III

Avril ne tenait plus ses promesses. Le printemps, tout à coup, s'était retiré; l'air refroidi, qui rappelait beaucoup l'hiver, siégeait sous un ciel toujours nuageux. Le dégel avait cessé, la nature en attente ne bougeait plus. Les prairies avaient conservé cette teinte jaunâtre des saisons mortes. Le lac Saint-Jean, encore pris sous les glaces, attendait le signal d'un printemps sans précédent.

Il suffisait de regarder les gens pour comprendre que le printemps se faisait trop attendre : à l'euphorie des premiers jours, avait succédé l'impatience du retour des beaux jours. Dans cette demi-saison - cet hiver qui n'en était plus un, ce printemps qui n'arrivait pas encore - les gens se désespéraient. Leurs propos ne concernaient que ce ciel bas, ce temps qui faisait grelotter comme en automne. Que restait-il de l'espoir d'avril?

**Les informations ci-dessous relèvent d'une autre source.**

/// The complete set of independently-settable inputs to the derivation.
#[derive(Debug, Clone, Default, PartialEq, Eq)]
pub struct Causes {
    /// Current tracking status; `None` until the SDK's first callback.
    pub tracking: Option<TrackingStatus>,
    /// Infection status reported by the proximity collaborator.
    pub infection: Option<InfectionStatus>,
    /// Debug-only replacement for the real infection status. Applied only
    /// when [`DerivationConfig::allow_infection_override`] is set.
    pub infection_override: Option<InfectionStatus>,
    /// Rolling case-sync outcome record.
    pub sync_history: SyncErrorHistory,
    /// Sticky time-inconsistency flag, cleared only by a fully successful
    /// sync.
    pub time_inconsistency: bool,
    /// The user's tracing toggle.
    pub tracing_enabled: bool,
    /// Push permission is granted.
    pub push_ok: bool,
    /// Background refresh is available.
    pub background_refresh_available: bool,
    /// When the user last completed a hotline call.
    pub last_phone_call_at: Option<DateTime<Utc>>,
    /// Report identifiers a completed call has been associated with.
    pub called_report_ids: BTreeSet<String>,
}

impl Causes {
    /// Causes for an engine that has not received any collaborator data
    /// yet. The user-facing toggles default to their permissive values.
    #[must_use]
    pub fn new() -> Self {
        Self {
            tracking: None,
            infection: None,
            infection_override: None,
            sync_history: SyncErrorHistory::default(),
            time_inconsistency: false,
            tracing_enabled: true,
            push_ok: true,
            background_refresh_available: true,
            last_phone_call_at: None,
            called_report_ids: BTreeSet::new(),
        }
    }
}

/// Derive the UI-state snapshot from its causes.
///
/// Total: never panics in release builds and never returns an error. If the
/// tracking status has not been delivered yet the default snapshot is
/// returned, with a debug-build assertion flagging the omission.
#[must_use]
pub fn build_snapshot(causes: &Causes, config: &DerivationConfig, now: DateTime<Utc>) -> UiSnapshot {
    let mut snapshot = UiSnapshot::default();

    debug_assert!(causes.tracking.is_some(), "tracking status not loaded");
    let Some(tracking) = causes.tracking else {
        tracing::debug!("tracking status not loaded yet, deriving default snapshot");
        return snapshot;
    };

    snapshot.tracing = resolve_tracing_display(tracking, causes);

    snapshot.push_problem = !causes.push_ok;
    snapshot.background_update_problem = !causes.background_refresh_available;
    snapshot.sync_problem = resolve_sync_problem(causes, config, now);

    resolve_infection(&mut snapshot, causes, config);

    snapshot
}

/// Step 2: map the tracking status onto the tracing display.
fn resolve_tracing_display(tracking: TrackingStatus, causes: &Causes) -> TracingDisplay {
    match tracking {
        TrackingStatus::Stopped => TracingDisplay::Disabled,
        TrackingStatus::Inactive(reason) => match reason {
            InactiveReason::BluetoothOff => TracingDisplay::BluetoothOff,
            InactiveReason::PermissionDenied => TracingDisplay::PermissionError,
            InactiveReason::AuthorizationUnknown => TracingDisplay::AuthorizationUnknown,
            InactiveReason::DatabaseError | InactiveReason::ExposureApiError => {
                TracingDisplay::UnexpectedError
            }
            // These reasons are surfaced through other causes (sync history,
            // infection status); the tracing display is left unchanged.
            InactiveReason::NetworkingError
            | InactiveReason::CaseSyncError
            | InactiveReason::AlreadyMarkedInfected
            | InactiveReason::Cancelled
            | InactiveReason::InfectionNotResettable => TracingDisplay::Active,
        },
        TrackingStatus::Active => {
            if causes.sync_history.has_error() || !causes.tracing_enabled {
                if causes.time_inconsistency {
                    TracingDisplay::TimeInconsistency
                } else {
                    TracingDisplay::Disabled
                }
            } else {
                TracingDisplay::Active
            }
        }
    }
}

/// Step 3: pick the sync problem to surface, if any.
///
/// Concurrent sync-related causes are ordered: the sticky time
/// inconsistency wins, then any severe (non-network) error, then a bare
/// connectivity failure that has outlived the grace period.
fn resolve_sync_problem(
    causes: &Causes,
    config: &DerivationConfig,
    now: DateTime<Utc>,
) -> Option<SyncProblem> {
    if causes.time_inconsistency {
        return Some(SyncProblem::TimeInconsistency);
    }

    let error = causes.sync_history.current_error?;
    if error.is_immediate() {
        return Some(SyncProblem::Severe(error));
    }

    let first = causes.sync_history.first_error_at?;
    let last = causes.sync_history.last_error_at.unwrap_or(now);
    if last - first > config.sync_error_grace_period {
        Some(SyncProblem::Network)
    } else {
        None
    }
}

/// Steps 4 and 5: resolve the infection status and the auto-open decision.
fn resolve_infection(snapshot: &mut UiSnapshot, causes: &Causes, config: &DerivationConfig) {
    let infection = if config.allow_infection_override {
        causes.infection_override.as_ref().or(causes.infection.as_ref())
    } else {
        causes.infection.as_ref()
    };

    match infection {
        None | Some(InfectionStatus::Healthy) => {}
        Some(InfectionStatus::Infected) => {
            snapshot.report = ReportState::Infected;
            // Dominates whatever steps 2 and 3 produced.
            snapshot.tracing = TracingDisplay::Ended;
        }
        Some(InfectionStatus::Exposed(days)) if days.is_empty() => {}
        Some(InfectionStatus::Exposed(days)) => {
            let mut days = days.clone();
            days.sort_by_key(|day| day.exposed_date);
            // Non-empty after the guard above.
            let Some(latest) = days.last() else { return };
            let last_report = latest.exposed_date;

            let phone_call = match causes.last_phone_call_at {
                None => PhoneCallState::NotCalled,
                Some(called_at) if called_at > last_report => {
                    PhoneCallState::CalledAfterLastExposure
                }
                Some(_) if days.len() > 1 => PhoneCallState::MultipleExposuresNotCalled,
                Some(_) => PhoneCallState::NotCalled,
            };

            snapshot.report = ReportState::Exposed {
                last_report,
                phone_call,
            };
            snapshot.should_auto_open_report_detail =
                !causes.called_report_ids.contains(&latest.identifier);
        }
    }
}

#[cfg(test)]
mod tests {
    use super::*;
    use crate::status::{ExposureDay, SyncError};
    use chrono::TimeZone;

    fn at(day: u32, hour: u32) -> DateTime<Utc> {
        Utc.with_ymd_and_hms(2024, 3, day, hour, 0, 0).unwrap()
    }

    fn base_causes() -> Causes {
        let mut causes = Causes::new();
        causes.tracking = Some(TrackingStatus::Active);
        causes
    }

    fn build(causes: &Causes) -> UiSnapshot {
        build_snapshot(causes, &DerivationConfig::default(), at(10, 12))
    }

    fn exposed(days: &[(&str, DateTime<Utc>)]) -> InfectionStatus {
        InfectionStatus::Exposed(
            days.iter()
                .map(|(id, date)| ExposureDay {
                    identifier: (*id).to_string(),
                    exposed_date: *date,
                })
                .collect(),
        )
    }

    #[test]
    fn test_all_clear_yields_active_default() {
        let snapshot = build(&base_causes());
        assert_eq!(snapshot, UiSnapshot::default());
    }

    #[test]
    fn test_inactive_reason_mapping() {
        let cases = [
            (InactiveReason::BluetoothOff, TracingDisplay::BluetoothOff),
            (InactiveReason::PermissionDenied, TracingDisplay::PermissionError),
            (
                InactiveReason::AuthorizationUnknown,
                TracingDisplay::AuthorizationUnknown,
            ),
            (InactiveReason::DatabaseError, TracingDisplay::UnexpectedError),
            (InactiveReason::ExposureApiError, TracingDisplay::UnexpectedError),
            (InactiveReason::NetworkingError, TracingDisplay::Active),
            (InactiveReason::CaseSyncError, TracingDisplay::Active),
            (InactiveReason::Cancelled, TracingDisplay::Active),
        ];
        for (reason, expected) in cases {
            let mut causes = base_causes();
            causes.tracking = Some(TrackingStatus::Inactive(reason));
            assert_eq!(build(&causes).tracing, expected, "reason {reason:?}");
        }
    }

    #[test]
    fn test_stopped_shows_disabled() {
        let mut causes = base_causes();
        causes.tracking = Some(TrackingStatus::Stopped);
        assert_eq!(build(&causes).tracing, TracingDisplay::Disabled);
    }

    #[test]
    fn test_user_toggle_off_shows_disabled() {
        let mut causes = base_causes();
        causes.tracing_enabled = false;
        assert_eq!(build(&causes).tracing, TracingDisplay::Disabled);
    }

    #[test]
    fn test_active_with_error_and_sticky_flag_shows_time_inconsistency() {
        let mut causes = base_causes();
        causes.sync_history.record_failure(SyncError::Network, at(10, 1));
        causes.time_inconsistency = true;
        assert_eq!(build(&causes).tracing, TracingDisplay::TimeInconsistency);
    }

    #[test]
    fn test_infected_dominates_bluetooth_off() {
        let mut causes = base_causes();
        causes.tracking = Some(TrackingStatus::Inactive(InactiveReason::BluetoothOff));
        causes.infection = Some(InfectionStatus::Infected);

        let snapshot = build(&causes);
        assert_eq!(snapshot.tracing, TracingDisplay::Ended);
        assert_eq!(snapshot.report, ReportState::Infected);
    }

    #[test]
    fn test_push_and_background_flags_overlay_independently() {
        let mut causes = base_causes();
        causes.push_ok = false;
        causes.background_refresh_available = false;
        causes.tracking = Some(TrackingStatus::Inactive(InactiveReason::BluetoothOff));

        let snapshot = build(&causes);
        assert!(snapshot.push_problem);
        assert!(snapshot.background_update_problem);
        assert_eq!(snapshot.tracing, TracingDisplay::BluetoothOff);
    }

    #[test]
    fn test_severe_sync_error_shows_immediately() {
        let mut causes = base_causes();
        causes.sync_history.record_failure(SyncError::CaseSync, at(10, 11));

        let snapshot = build(&causes);
        assert_eq!(
            snapshot.sync_problem,
            Some(SyncProblem::Severe(SyncError::CaseSync))
        );
    }

    #[test]
    fn test_network_error_is_delayed_by_grace_period() {
        let mut causes = base_causes();
        causes.sync_history.record_failure(SyncError::Network, at(10, 0));
        causes.sync_history.record_failure(SyncError::Network, at(10, 6));
        assert_eq!(build(&causes).sync_problem, None);

        // A streak longer than the 1-day default grace period surfaces.
        causes.sync_history.record_failure(SyncError::Network, at(11, 6));
        assert_eq!(build(&causes).sync_problem, Some(SyncProblem::Network));
    }

    #[test]
    fn test_sync_problem_total_order() {
        let mut causes = base_causes();
        causes.sync_history.record_failure(SyncError::Network, at(8, 0));
        causes.sync_history.record_failure(SyncError::CaseSync, at(10, 0));
        causes.time_inconsistency = true;

        // Time inconsistency wins over the severe error and the network streak.
        assert_eq!(
            build(&causes).sync_problem,
            Some(SyncProblem::TimeInconsistency)
        );

        causes.time_inconsistency = false;
        assert_eq!(
            build(&causes).sync_problem,
            Some(SyncProblem::Severe(SyncError::CaseSync))
        );
    }

    #[test]
    fn test_phone_call_between_two_reports() {
        let mut causes = base_causes();
        causes.infection = Some(exposed(&[("r1", at(1, 0)), ("r2", at(5, 0))]));
        causes.last_phone_call_at = Some(at(3, 0));

        let snapshot = build(&causes);
        assert_eq!(
            snapshot.report,
            ReportState::Exposed {
                last_report: at(5, 0),
                phone_call: PhoneCallState::MultipleExposuresNotCalled,
            }
        );
    }

    #[test]
    fn test_phone_call_after_last_report() {
        let mut causes = base_causes();
        causes.infection = Some(exposed(&[("r1", at(1, 0)), ("r2", at(5, 0))]));
        causes.last_phone_call_at = Some(at(6, 0));

        let snapshot = build(&causes);
        assert_eq!(
            snapshot.report,
            ReportState::Exposed {
                last_report: at(5, 0),
                phone_call: PhoneCallState::CalledAfterLastExposure,
            }
        );
    }

    #[test]
    fn test_never_called_single_report() {
        let mut causes = base_causes();
        causes.infection = Some(exposed(&[("r1", at(1, 0))]));

        let snapshot = build(&causes);
        assert_eq!(
            snapshot.report,
            ReportState::Exposed {
                last_report: at(1, 0),
                phone_call: PhoneCallState::NotCalled,
            }
        );
    }

    #[test]
    fn test_report_days_sorted_out_of_order_input() {
        let mut causes = base_causes();
        causes.infection = Some(exposed(&[("r2", at(5, 0)), ("r1", at(1, 0))]));

        let snapshot = build(&causes);
        assert!(matches!(
            snapshot.report,
            ReportState::Exposed { last_report, .. } if last_report == at(5, 0)
        ));
    }

    #[test]
    fn test_auto_open_tracks_latest_report_identifier() {
        let mut causes = base_causes();
        causes.infection = Some(exposed(&[("r1", at(1, 0)), ("r2", at(5, 0))]));
        assert!(build(&causes).should_auto_open_report_detail);

        causes.called_report_ids.insert("r2".to_string());
        assert!(!build(&causes).should_auto_open_report_detail);

        // A call associated only with an older report is not enough.
        causes.called_report_ids.clear();
        causes.called_report_ids.insert("r1".to_string());
        assert!(build(&causes).should_auto_open_report_detail);
    }

    #[test]
    fn test_override_ignored_unless_allowed() {
        let mut causes = base_causes();
        causes.infection = Some(InfectionStatus::Healthy);
        causes.infection_override = Some(InfectionStatus::Infected);

        assert_eq!(build(&causes).report, ReportState::NoReport);

        let config = DerivationConfig {
            allow_infection_override: true,
            ..DerivationConfig::default()
        };
        let snapshot = build_snapshot(&causes, &config, at(10, 12));
        assert_eq!(snapshot.report, ReportState::Infected);
        assert_eq!(snapshot.tracing, TracingDisplay::Ended);
    }

    #[test]
    fn test_empty_exposure_list_is_no_report() {
        let mut causes = base_causes();
        causes.infection = Some(InfectionStatus::Exposed(Vec::new()));

        let snapshot = build(&causes);
        assert_eq!(snapshot.report, ReportState::NoReport);
        assert!(!snapshot.should_auto_open_report_detail);
    }

    #[test]
    #[should_panic(expected = "tracking status not loaded")]
    fn test_missing_tracking_asserts_in_debug_builds() {
        let _ = build(&Causes::new());
    }
}
impl StateStore {
    /// Create a store with the wall clock.
    #[must_use]
    pub fn new(config: DerivationConfig) -> Self {
        Self::with_clock(config, Box::new(Utc::now))
    }

    /// Create a store with an injected clock.
    #[must_use]
    pub fn with_clock(config: DerivationConfig, clock: Clock) -> Self {
        Self {
            causes: Causes::new(),
            config,
            snapshot: UiSnapshot::default(),
            subscribers: Vec::new(),
            next_token: 0,
            batch_depth: 0,
            batch_dirty: false,
            clock,
        }
    }

    /// The current snapshot.
    #[must_use]
    pub fn snapshot(&self) -> &UiSnapshot {
        &self.snapshot
    }

    /// Read access to the current causes.
    #[must_use]
    pub fn causes(&self) -> &Causes {
        &self.causes
    }

    // =========================================================================
    // CAUSE SETTERS
    // =========================================================================

    /// Tracking status delivered by the proximity SDK. Overwrites wholesale.
    pub fn set_tracking_status(&mut self, status: TrackingStatus) {
        self.set_cause(|causes| causes.tracking = Some(status));
    }

    /// Infection status delivered by the proximity SDK.
    pub fn set_infection_status(&mut self, status: InfectionStatus) {
        self.set_cause(|causes| causes.infection = Some(status));
    }

    /// Debug-only infection override; honoured only when the derivation
    /// config allows it.
    pub fn set_infection_override(&mut self, status: Option<InfectionStatus>) {
        self.set_cause(|causes| causes.infection_override = status);
    }

    /// Result of the push-permission query.
    pub fn set_push_ok(&mut self, push_ok: bool) {
        self.set_cause(|causes| causes.push_ok = push_ok);
    }

    /// Whether background refresh is available.
    pub fn set_background_refresh_available(&mut self, available: bool) {
        self.set_cause(|causes| causes.background_refresh_available = available);
    }

    /// The user's tracing toggle.
    pub fn set_tracing_enabled(&mut self, enabled: bool) {
        self.set_cause(|causes| causes.tracing_enabled = enabled);
    }

    /// Record a failed sync attempt. A time-inconsistency failure also sets
    /// the sticky flag.
    pub fn record_sync_failure(&mut self, error: SyncError) {
        let now = (self.clock)();
        self.set_cause(|causes| {
            causes.sync_history.record_failure(error, now);
            if error == SyncError::TimeInconsistency {
                causes.time_inconsistency = true;
            }
        });
    }

    /// Record a fully successful sync, clearing the error streak and the
    /// sticky time-inconsistency flag.
    pub fn record_sync_success(&mut self) {
        self.set_cause(|causes| {
            causes.sync_history.record_success();
            causes.time_inconsistency = false;
        });
    }

    /// When the user last completed a hotline call.
    pub fn set_last_phone_call(&mut self, at: DateTime<Utc>) {
        self.set_cause(|causes| causes.last_phone_call_at = Some(at));
    }

    /// Associate a completed call with a report identifier.
    pub fn mark_report_called(&mut self, identifier: impl Into<String>) {
        let identifier = identifier.into();
        self.set_cause(|causes| {
            causes.called_report_ids.insert(identifier);
        });
    }

    /// Restore persisted cause fields in one batch (sync-error history,
    /// sticky flag, call records).
    pub fn restore_persisted(
        &mut self,
        sync_history: crate::status::SyncErrorHistory,
        time_inconsistency: bool,
        last_phone_call_at: Option<DateTime<Utc>>,
        called_report_ids: std::collections::BTreeSet<String>,
    ) {
        self.begin_batch();
        self.set_cause(|causes| {
            causes.sync_history = sync_history;
            causes.time_inconsistency = time_inconsistency;
            causes.last_phone_call_at = last_phone_call_at;
            causes.called_report_ids = called_report_ids;
        });
        self.end_batch();
    }

    /// Apply a mutation and recompute if the causes observably changed.
    fn set_cause<F: FnOnce(&mut Causes)>(&mut self, mutate: F) {
        let before = self.causes.clone();
        mutate(&mut self.causes);
        if self.causes == before {
            return;
        }

        if self.batch_depth > 0 {
            self.batch_dirty = true;
        } else {
            self.recompute_and_publish();
        }
    }

    // =========================================================================
    // BATCHING
    // =========================================================================

    /// Open a batch; nestable.
    pub fn begin_batch(&mut self) {
        self.batch_depth += 1;
    }

    /// Close a batch. The outermost close performs at most one
    /// recompute+publish for all contained mutations.
    pub fn end_batch(&mut self) {
        debug_assert!(self.batch_depth > 0, "end_batch without begin_batch");
        if self.batch_depth == 0 {
            return;
        }
        self.batch_depth -= 1;
        if self.batch_depth == 0 && self.batch_dirty {
            self.batch_dirty = false;
            self.recompute_and_publish();
        }
    }

    // =========================================================================
    // SUBSCRIPTIONS
    // =========================================================================

    /// Register an observer. The current snapshot is delivered synchronously
    /// before this returns.
    pub fn subscribe<F>(&mut self, mut callback: F) -> SubscriptionToken
    where
        F: FnMut(&UiSnapshot) + 'static,
    {
        callback(&self.snapshot);
        self.next_token += 1;
        let token = self.next_token;
        self.subscribers.push((token, Box::new(callback)));
        SubscriptionToken(token)
    }

    /// Remove an observer. Safe to call with an already-removed token.
    pub fn unsubscribe(&mut self, token: SubscriptionToken) {
        self.subscribers.retain(|(id, _)| *id != token.0);
    }

    /// Force a recompute regardless of cause changes (e.g., on app
    /// foreground, so time-dependent escalation is re-evaluated).
    /// Publishing remains gated on structural change.
    pub fn refresh(&mut self) {
        if self.batch_depth > 0 {
            self.batch_dirty = true;
        } else {
            self.recompute_and_publish();
        }
    }

    fn recompute_and_publish(&mut self) {
        // Before the first tracking callback the default snapshot is the
        // defined result; skip the derivation and its dev assertion.
        let next = if self.causes.tracking.is_none() {
            UiSnapshot::default()
        } else {
            build_snapshot(&self.causes, &self.config, (self.clock)())
        };

        if next == self.snapshot {
            return;
        }
        tracing::debug!(?next, "publishing ui state snapshot");
        self.snapshot = next;

        let snapshot = self.snapshot.clone();
        for (_, callback) in &mut self.subscribers {
            callback(&snapshot);
        }
    }
}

La nature pétrifiée était devenue une Belle au bois dormant...

Edgar s'activait, comme s'il était le seul à ne pas s'apercevoir que le beau temps tardait, comme s'il était le seul à se souvenir que, chaque année, comme une fiancée coquette, la nature promet puis se désiste, puis revient tenant enfin ses promesses, et se donne dans une fête qui dure le temps d'un instant. Mais quel instant! Somptueux, grandiose et que nul n'oublie.

Edgar ne comprenait pas l'impatience des gens. Il respectait trop la nature, en connaissait trop les rouages pour désespérer. Et puis dans une région aussi septentrionale, il fallait s'attendre aux hivers rigoureux, aux été tardifs. Pourtant, chaque année, la récolte était bonne et l'on était surpris qu'un si piètre été donne une si riche moisson.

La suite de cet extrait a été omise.